**Provided records**
BEGIN

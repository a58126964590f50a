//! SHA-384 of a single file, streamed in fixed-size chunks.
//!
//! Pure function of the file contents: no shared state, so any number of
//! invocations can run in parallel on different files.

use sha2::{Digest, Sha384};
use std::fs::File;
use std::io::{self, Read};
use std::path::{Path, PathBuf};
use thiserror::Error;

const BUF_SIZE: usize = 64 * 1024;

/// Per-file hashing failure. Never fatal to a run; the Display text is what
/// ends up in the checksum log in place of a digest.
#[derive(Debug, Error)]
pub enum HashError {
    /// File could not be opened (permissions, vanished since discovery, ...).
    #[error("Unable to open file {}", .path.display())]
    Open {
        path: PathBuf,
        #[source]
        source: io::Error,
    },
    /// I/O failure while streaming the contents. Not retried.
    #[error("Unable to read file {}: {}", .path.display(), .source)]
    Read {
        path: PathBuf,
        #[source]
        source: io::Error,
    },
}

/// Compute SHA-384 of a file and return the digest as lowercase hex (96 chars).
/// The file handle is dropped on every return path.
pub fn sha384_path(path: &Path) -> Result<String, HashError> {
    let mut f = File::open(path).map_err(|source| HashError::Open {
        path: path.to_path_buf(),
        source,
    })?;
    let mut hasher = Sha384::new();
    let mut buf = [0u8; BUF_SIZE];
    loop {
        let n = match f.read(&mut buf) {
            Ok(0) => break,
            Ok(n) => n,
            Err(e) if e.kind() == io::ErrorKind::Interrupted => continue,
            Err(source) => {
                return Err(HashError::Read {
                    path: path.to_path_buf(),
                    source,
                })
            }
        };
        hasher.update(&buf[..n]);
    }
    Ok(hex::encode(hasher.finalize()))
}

END

**Exercise goal**
Your response should be an exact copy of all the records.

**Solution for this problem**
repository a58126964590f50a
//! SHA-384 of a single file, streamed in fixed-size chunks.
//!
//! Pure function of the file contents: no shared state, so any number of
//! invocations can run in parallel on different files.

use sha2::{Digest, Sha384};
use std::fs::File;
use std::io::{self, Read};
use std::path::{Path, PathBuf};
use thiserror::Error;

const BUF_SIZE: usize = 64 * 1024;

/// Per-file hashing failure. Never fatal to a run; the Display text is what
/// ends up in the checksum log in place of a digest.
#[derive(Debug, Error)]
pub enum HashError {
    /// File could not be opened (permissions, vanished since discovery, ...).
    #[error("Unable to open file {}", .path.display())]
    Open {
        path: PathBuf,
        #[source]
        source: io::Error,
    },
    /// I/O failure while streaming the contents. Not retried.
    #[error("Unable to read file {}: {}", .path.display(), .source)]
    Read {
        path: PathBuf,
        #[source]
        source: io::Error,
    },
}

/// Compute SHA-384 of a file and return the digest as lowercase hex (96 chars).
/// The file handle is dropped on every return path.
pub fn sha384_path(path: &Path) -> Result<String, HashError> {
    let mut f = File::open(path).map_err(|source| HashError::Open {
        path: path.to_path_buf(),
        source,
    })?;
    let mut hasher = Sha384::new();
    let mut buf = [0u8; BUF_SIZE];
    loop {
        let n = match f.read(&mut buf) {
            Ok(0) => break,
            Ok(n) => n,
            Err(e) if e.kind() == io::ErrorKind::Interrupted => continue,
            Err(source) => {
                return Err(HashError::Read {
                    path: path.to_path_buf(),
                    source,
                })
            }
        };
        hasher.update(&buf[..n]);
    }
    Ok(hex::encode(hasher.finalize()))
}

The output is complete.